President Obama continues his three-country tour of Latin America, a balancing act of praising the region for its democratic advancements while the U.S. leads the way on a no-fly zone in Libya.

Obama arrives in Chile on Monday, where protestors will greet him with demonstrations demanding apologies for the United States' support of President Agusto Pinochet in the 1970s and 1980s.

Early Monday morning, a small explosive device blew-out the windows of a U.S. cultural institute in Viña del Mar, on the Chilean coast. There were no reported injuries and no group claimed responsibility for the blast.

Formally, Obama – who is the first president to visit Chile since President George H.W. Bush – will be welcomed by his Chilean counterpart, President Sebastián Piñera. In a scheduled news conference, Obama is expected to address his no-fly order over Libya for the first time.

A presidential aide said Obama, obviously, wasn't planning to discuss the revolution in Libya when he planned his five-day tour of Latin America.

"The world obviously is a complex place, with a lot of things going on at once, but it's precisely that — a lot of things going on at once," said White House national security aide Daniel Restrepo.

The president wrapped up his trip to Brazil on Sunday with a speech, consisting of theme he plans to continue in Chile El Salvador, on human rights.

"For the United States and Brazil, two nations who have struggled over many generations to perfect our own democracies, the United States and Brazil know that the future of the Arab world will be determined by its people," Obama said in his speech Sunday.

In that, some Chileans see a paradox as they recall the U.S. support for the overthrow of President Salvador Allende in 1973. Protesters on Sunday in Santiago demanded that Obama apologize to the Chilean people for U.S. interventions before and during the 1973-1990 dictatorship of Augusto Pinochet (pee-noh-CHET').
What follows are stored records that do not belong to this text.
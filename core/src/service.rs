use std::collections::{BTreeMap, BTreeSet, HashMap, HashSet};
use std::future::Future;
use std::hash::Hash;

use anyhow::anyhow;
use log::{debug, warn};
use loki_api::{
    normalize_selector_with_log_line_filter, AggregateBy, ApiResponse, Direction, LabelSet, LogDeletionRequest,
    LogEntry, LogStream, LokiError, LokiTimestamp, MatrixOrStreams, MatrixSeries, PrometheusDuration, ValuePoint,
    VectorOrMatrix, VectorSample,
};
use serde::Serialize;

use crate::client::LokiClient;

#[derive(Serialize, Debug, Clone, PartialEq, Eq)]
pub struct LabelAnalysis {
    pub label: String,
    pub found_in_streams: usize,
    pub unique_values: BTreeSet<String>,
}

impl LabelAnalysis {
    pub fn count_unique_values(&self) -> usize {
        self.unique_values.len()
    }
}

/// What `logcli series --analyze-labels` prints.
#[derive(Serialize, Debug, Clone, PartialEq, Eq)]
pub struct LabelAnalysisResults {
    pub streams: HashSet<LabelSet>,
    /// Sorted descending by the number of streams a label occurs in.
    pub labels: Vec<LabelAnalysis>,
}

#[derive(Serialize, Debug, Clone, PartialEq)]
pub struct LogVolume {
    pub metric: LabelSet,
    pub aggregated_value: i64,
    pub values: Vec<ValuePoint>,
}

/// A single log line to push, Loki's stream grouping is done by [LokiService::ingest_log_entries].
#[derive(Debug, Clone, PartialEq)]
pub struct LogEntryToSave {
    pub timestamp: LokiTimestamp,
    pub message: String,
    pub labels: LabelSet,
    pub structured_metadata: LabelSet,
}

impl LogEntryToSave {
    pub fn new(timestamp: LokiTimestamp, message: impl Into<String>, labels: LabelSet) -> Self {
        LogEntryToSave { timestamp, message: message.into(), labels, structured_metadata: LabelSet::new() }
    }
}

/// Convenience operations composed of one or more [LokiClient] calls.
#[derive(Clone)]
pub struct LokiService {
    client: LokiClient,
}

impl LokiService {
    pub fn new(client: LokiClient) -> Self {
        LokiService { client }
    }

    pub fn client(&self) -> &LokiClient {
        &self.client
    }

    /// `/query_range` restricted to log queries like `{job="podlogs"} |= "line filter"`.
    pub async fn query_logs(
        &self,
        query: &str,
        start: Option<LokiTimestamp>,
        end: Option<LokiTimestamp>,
        since: Option<PrometheusDuration>,
        direction: Option<Direction>,
        limit: Option<u32>,
        interval: Option<PrometheusDuration>,
    ) -> ApiResponse<Vec<LogStream>> {
        self.client
            .range_query(query, start, end, since, limit, None, interval, direction)
            .await
            .try_map_body(|body| match body {
                MatrixOrStreams::Streams(streams) => Ok(streams),
                MatrixOrStreams::Matrix(_) => Err(LokiError::Other(anyhow!(
                    "'{}' is a metric query, use query_metrics() for count_over_time(), rate() and the like",
                    query
                ))),
            })
    }

    /// `/query_range` restricted to metric queries like `count_over_time({job="podlogs"}[5m])`.
    pub async fn query_metrics(
        &self,
        query: &str,
        start: Option<LokiTimestamp>,
        end: Option<LokiTimestamp>,
        since: Option<PrometheusDuration>,
        direction: Option<Direction>,
        limit: Option<u32>,
        step: Option<PrometheusDuration>,
    ) -> ApiResponse<Vec<MatrixSeries>> {
        self.client
            .range_query(query, start, end, since, limit, step, None, direction)
            .await
            .try_map_body(|body| match body {
                MatrixOrStreams::Matrix(series) => Ok(series),
                MatrixOrStreams::Streams(_) => Err(LokiError::Other(anyhow!(
                    "'{}' is a log query, use query_logs() for it",
                    query
                ))),
            })
    }

    /// Groups `entries` by their labels into one stream each and pushes them.
    pub async fn ingest_log_entries(&self, entries: Vec<LogEntryToSave>) -> ApiResponse<bool> {
        let mut streams: BTreeMap<LabelSet, Vec<LogEntry>> = BTreeMap::new();
        for entry in entries {
            let log_entry =
                LogEntry::new(entry.timestamp, entry.message).with_structured_metadata(entry.structured_metadata);
            streams.entry(entry.labels).or_default().push(log_entry);
        }

        let streams = streams.into_iter().map(|(labels, values)| LogStream::new(labels, values)).collect();
        self.client.ingest_logs(streams).await
    }

    /// All label names Loki ever saw, not only those of the last 30 days.
    pub async fn get_all_labels(&self) -> HashSet<String> {
        let client = &self.client;
        Self::get_all(|end| async move {
            let response = client.query_labels(None, None, Some(end), Some(PrometheusDuration::SINCE_MAX_VALUE)).await;
            Self::window_body(response).map(|labels| labels.labels().to_vec())
        })
        .await
    }

    /// The label sets of all streams matching `query`, over Loki's whole retention.
    pub async fn get_all_streams(&self, query: &str) -> HashSet<LabelSet> {
        let client = &self.client;
        Self::get_all(|end| async move {
            let response =
                client.query_streams(query, None, Some(end), Some(PrometheusDuration::SINCE_MAX_VALUE)).await;
            Self::window_body(response).map(|streams| streams.streams().to_vec())
        })
        .await
    }

    /// The equivalent of `logcli series --analyze-labels`, useful for finding high cardinality
    /// labels. An empty `query` matches all streams.
    pub async fn analyze_labels(&self, query: &str) -> LabelAnalysisResults {
        let streams = self.get_all_streams(query).await;
        let labels = analyze_streams(&streams);

        LabelAnalysisResults { streams, labels }
    }

    pub async fn get_log_volume(
        &self,
        query: &str,
        group_by_labels: Option<&[String]>,
        aggregate_by: Option<AggregateBy>,
    ) -> ApiResponse<Vec<LogVolume>> {
        self.client
            .query_index_volume(query, None, None, None, None, group_by_labels, aggregate_by)
            .await
            .try_map_body(|samples| sorted_by_volume(samples.into_iter().map(volume_of_sample).collect()))
    }

    /// Log volume per day over the last 30 days.
    pub async fn get_log_volume_range(
        &self,
        query: &str,
        group_by_labels: Option<&[String]>,
        aggregate_by: Option<AggregateBy>,
    ) -> ApiResponse<Vec<LogVolume>> {
        self.client
            .query_index_volume_range(
                query,
                None,
                None,
                Some(PrometheusDuration::SINCE_MAX_VALUE),
                None,
                Some(PrometheusDuration::days(1)),
                group_by_labels,
                aggregate_by,
            )
            .await
            .try_map_body(|body| {
                let volumes: Result<Vec<LogVolume>, LokiError> = match body {
                    VectorOrMatrix::Vector(samples) => samples.into_iter().map(volume_of_sample).collect(),
                    VectorOrMatrix::Matrix(series) => series.into_iter().map(volume_of_series).collect(),
                };
                sorted_by_volume(volumes)
            })
    }

    /// Creates a delete request and, if Loki accepted it, looks the created request up.
    ///
    /// The body is `None` if the request got created but could not be found afterwards.
    pub async fn request_log_deletion(
        &self,
        query: &str,
        start: Option<LokiTimestamp>,
        end: Option<LokiTimestamp>,
        max_interval: Option<&str>,
    ) -> ApiResponse<Option<LogDeletionRequest>> {
        let response = self.client.request_log_deletion(query, start, end, max_interval).await;
        if response.body() != Some(&true) {
            return response.map_body(|_| None);
        }

        let created = match self.client.list_log_deletion_requests().await.into_result() {
            Ok(requests) => newest_matching(requests, query),
            Err(e) => {
                warn!("Created delete request for '{}' but could not list delete requests: {}", query, e);
                None
            }
        };

        response.map_body(|_| created)
    }

    /// Pages backwards from now, one maximum `since` window per call, until a window comes back
    /// empty or failed.
    async fn get_all<T, F, Fut>(mut retrieve: F) -> HashSet<T>
    where
        T: Eq + Hash,
        F: FnMut(LokiTimestamp) -> Fut,
        Fut: Future<Output = Option<Vec<T>>>,
    {
        let mut results = HashSet::new();
        let mut end = Some(LokiTimestamp::now());

        while let Some(window_end) = end {
            match retrieve(window_end).await {
                Some(values) if !values.is_empty() => results.extend(values),
                _ => break,
            }
            end = window_end.minus(PrometheusDuration::SINCE_MAX_VALUE.to_chrono());
        }

        debug!("Retrieved {} distinct values", results.len());
        results
    }

    fn window_body<T>(response: ApiResponse<T>) -> Option<T> {
        match response.into_result() {
            Ok(body) => Some(body),
            Err(e) => {
                warn!("Stopped paging, window failed: {}", e);
                None
            }
        }
    }
}

fn analyze_streams(streams: &HashSet<LabelSet>) -> Vec<LabelAnalysis> {
    let mut found: HashMap<&str, (usize, BTreeSet<String>)> = HashMap::new();
    for stream in streams {
        for (label, value) in stream {
            let (count, values) = found.entry(label.as_str()).or_default();
            *count += 1;
            values.insert(value.clone());
        }
    }

    let mut labels: Vec<LabelAnalysis> = found
        .into_iter()
        .map(|(label, (found_in_streams, unique_values))| LabelAnalysis {
            label: label.to_string(),
            found_in_streams,
            unique_values,
        })
        .collect();
    labels.sort_by(|a, b| b.found_in_streams.cmp(&a.found_in_streams).then_with(|| a.label.cmp(&b.label)));
    labels
}

fn volume_of_sample(sample: VectorSample) -> Result<LogVolume, LokiError> {
    let aggregated_value = sample.value.value_as_i64()?;
    Ok(LogVolume { metric: sample.metric, aggregated_value, values: vec![sample.value] })
}

fn volume_of_series(series: MatrixSeries) -> Result<LogVolume, LokiError> {
    let mut aggregated_value: i64 = 0;
    for point in &series.values {
        aggregated_value = aggregated_value.saturating_add(point.value_as_i64()?);
    }
    Ok(LogVolume { metric: series.metric, aggregated_value, values: series.values })
}

fn sorted_by_volume(volumes: Result<Vec<LogVolume>, LokiError>) -> Result<Vec<LogVolume>, LokiError> {
    let mut volumes = volumes?;
    volumes.sort_by(|a, b| b.aggregated_value.cmp(&a.aggregated_value));
    Ok(volumes)
}

/// Loki stores the query of a delete request normalized, so both spellings match.
fn newest_matching(requests: Vec<LogDeletionRequest>, query: &str) -> Option<LogDeletionRequest> {
    let normalized = normalize_selector_with_log_line_filter(query);
    requests
        .into_iter()
        .filter(|request| request.query == query || request.query == normalized)
        .max_by_key(|request| request.created_at)
}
And Obama could face calls for turning over CIA and State Department records from that period to the Chilean judiciary.

"The military intervention signifies the deaths of thousands of people," said Guillermo Teillier, president of the Communist Party. "The exact number of detainees, the disappeared, is unknown."

Meanwhile, some of the protests, in light of the the crisis unfolding in Japan, will center on opposition to the nuclear plant being built by Chile.